- Task:
Copy out all lines in the material below that contain the string "Value".

- Given information:
◇ ◇ ◇ ◇
use serde::{Deserialize, Serialize};
use serde_json::Value;

/// A function the model is allowed to call.
#[derive(Debug, Clone, PartialEq, Serialize, Deserialize)]
pub struct Tool {
    /// The name of the tool
    pub name: String,
    /// A description of what the tool does
    pub description: String,
    /// A JSON schema describing the parameters the tool accepts
    pub input_schema: Value,
}

impl Tool {
    /// Create a new tool with the given name and description
    pub fn new<N, D>(name: N, description: D, input_schema: Value) -> Self
    where
        N: Into<String>,
        D: Into<String>,
    {
        Tool {
            name: name.into(),
            description: description.into(),
            input_schema,
        }
    }
}

/// A request from the model to invoke one tool with concrete arguments.
#[derive(Debug, Clone, PartialEq, Serialize, Deserialize)]
pub struct ToolCall {
    /// The name of the tool to execute
    pub name: String,
    /// The parameters for the execution
    pub arguments: Value,
}

impl ToolCall {
    pub fn new<S: Into<String>>(name: S, arguments: Value) -> Self {
        Self {
            name: name.into(),
            arguments,
        }
    }
}
use std::collections::HashMap;
use std::sync::Arc;

use strum::IntoEnumIterator;
use tracing::debug;

use super::anthropic::AnthropicProvider;
use super::base::{Provider, ProviderKind};
use super::configs::ProviderConfig;
use super::databricks::DatabricksProvider;
use super::google::GoogleProvider;
use super::openai::OpenAiProvider;
use super::responses::OpenAiResponsesProvider;
use crate::errors::ProviderError;

pub fn get_provider(config: ProviderConfig) -> Result<Arc<dyn Provider>, ProviderError> {
    match config {
        ProviderConfig::OpenAi(openai_config) => Ok(Arc::new(OpenAiProvider::new(openai_config)?)),
        ProviderConfig::OpenAiResponses(responses_config) => {
            Ok(Arc::new(OpenAiResponsesProvider::new(responses_config)?))
        }
        ProviderConfig::Anthropic(anthropic_config) => {
            Ok(Arc::new(AnthropicProvider::new(anthropic_config)?))
        }
        ProviderConfig::Google(google_config) => Ok(Arc::new(GoogleProvider::new(google_config)?)),
        ProviderConfig::Databricks(databricks_config) => {
            Ok(Arc::new(DatabricksProvider::new(databricks_config)?))
        }
    }
}

/// The set of configured providers, one of which is the default. Requests
/// can pick a different one per call.
pub struct ProviderRegistry {
    providers: HashMap<ProviderKind, Arc<dyn Provider>>,
    default: ProviderKind,
}

impl ProviderRegistry {
    pub fn new(default: ProviderKind) -> Self {
        Self {
            providers: HashMap::new(),
            default,
        }
    }

    /// A registry holding just one provider, used as the default
    pub fn single(provider: Arc<dyn Provider>) -> Self {
        let mut registry = Self::new(provider.kind());
        registry.register(provider);
        registry
    }

    pub fn register(&mut self, provider: Arc<dyn Provider>) {
        self.providers.insert(provider.kind(), provider);
    }

    pub fn with_config(mut self, config: ProviderConfig) -> Result<Self, ProviderError> {
        self.register(get_provider(config)?);
        Ok(self)
    }

    /// Build a registry from the environment. The default provider must be
    /// configured; others are registered when their credentials are present
    /// and skipped otherwise.
    pub fn from_env(default: ProviderKind) -> Result<Self, ProviderError> {
        let mut registry = Self::new(default);
        for kind in ProviderKind::iter() {
            match ProviderConfig::from_env(kind) {
                Ok(config) => registry.register(get_provider(config)?),
                Err(ProviderError::Configuration(reason)) => {
                    if kind == default {
                        return Err(ProviderError::Configuration(reason));
                    }
                    debug!(provider = %kind, %reason, "skipping unconfigured provider");
                }
                Err(other) => return Err(other),
            }
        }
        Ok(registry)
    }

    pub fn default_kind(&self) -> ProviderKind {
        self.default
    }

    /// Look up the provider for a request, falling back to the default
    /// when no explicit service was asked for
    pub fn resolve(
        &self,
        service: Option<ProviderKind>,
    ) -> Result<Arc<dyn Provider>, ProviderError> {
        let kind = service.unwrap_or(self.default);
        self.providers.get(&kind).cloned().ok_or_else(|| {
            ProviderError::Configuration(format!("provider '{}' is not configured", kind))
        })
    }
}

#[cfg(test)]
mod tests {
    use super::*;
    use crate::providers::configs::OpenAiProviderConfig;

    #[test]
    fn test_registry_resolves_default_and_explicit() {
        let config = OpenAiProviderConfig::new(
            "http://localhost:1".to_string(),
            "test_api_key".to_string(),
        );
        let registry = ProviderRegistry::new(ProviderKind::OpenAi)
            .with_config(ProviderConfig::OpenAi(config))
            .unwrap();

        assert_eq!(
            registry.resolve(None).unwrap().kind(),
            ProviderKind::OpenAi
        );
        assert_eq!(
            registry
                .resolve(Some(ProviderKind::OpenAi))
                .unwrap()
                .kind(),
            ProviderKind::OpenAi
        );
    }

    #[test]
    fn test_registry_rejects_unconfigured() {
        let registry = ProviderRegistry::new(ProviderKind::OpenAi);
        let error = registry.resolve(Some(ProviderKind::Anthropic)).err().unwrap();
        match error {
            ProviderError::Configuration(reason) => {
                assert!(reason.contains("anthropic"));
            }
            other => panic!("expected Configuration, got {:?}", other),
        }
    }
}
◇ ◇ ◇ ◇
- Written solution:
use serde_json::Value;
    pub input_schema: Value,
    pub fn new<N, D>(name: N, description: D, input_schema: Value) -> Self
    pub arguments: Value,
    pub fn new<S: Into<String>>(name: S, arguments: Value) -> Self {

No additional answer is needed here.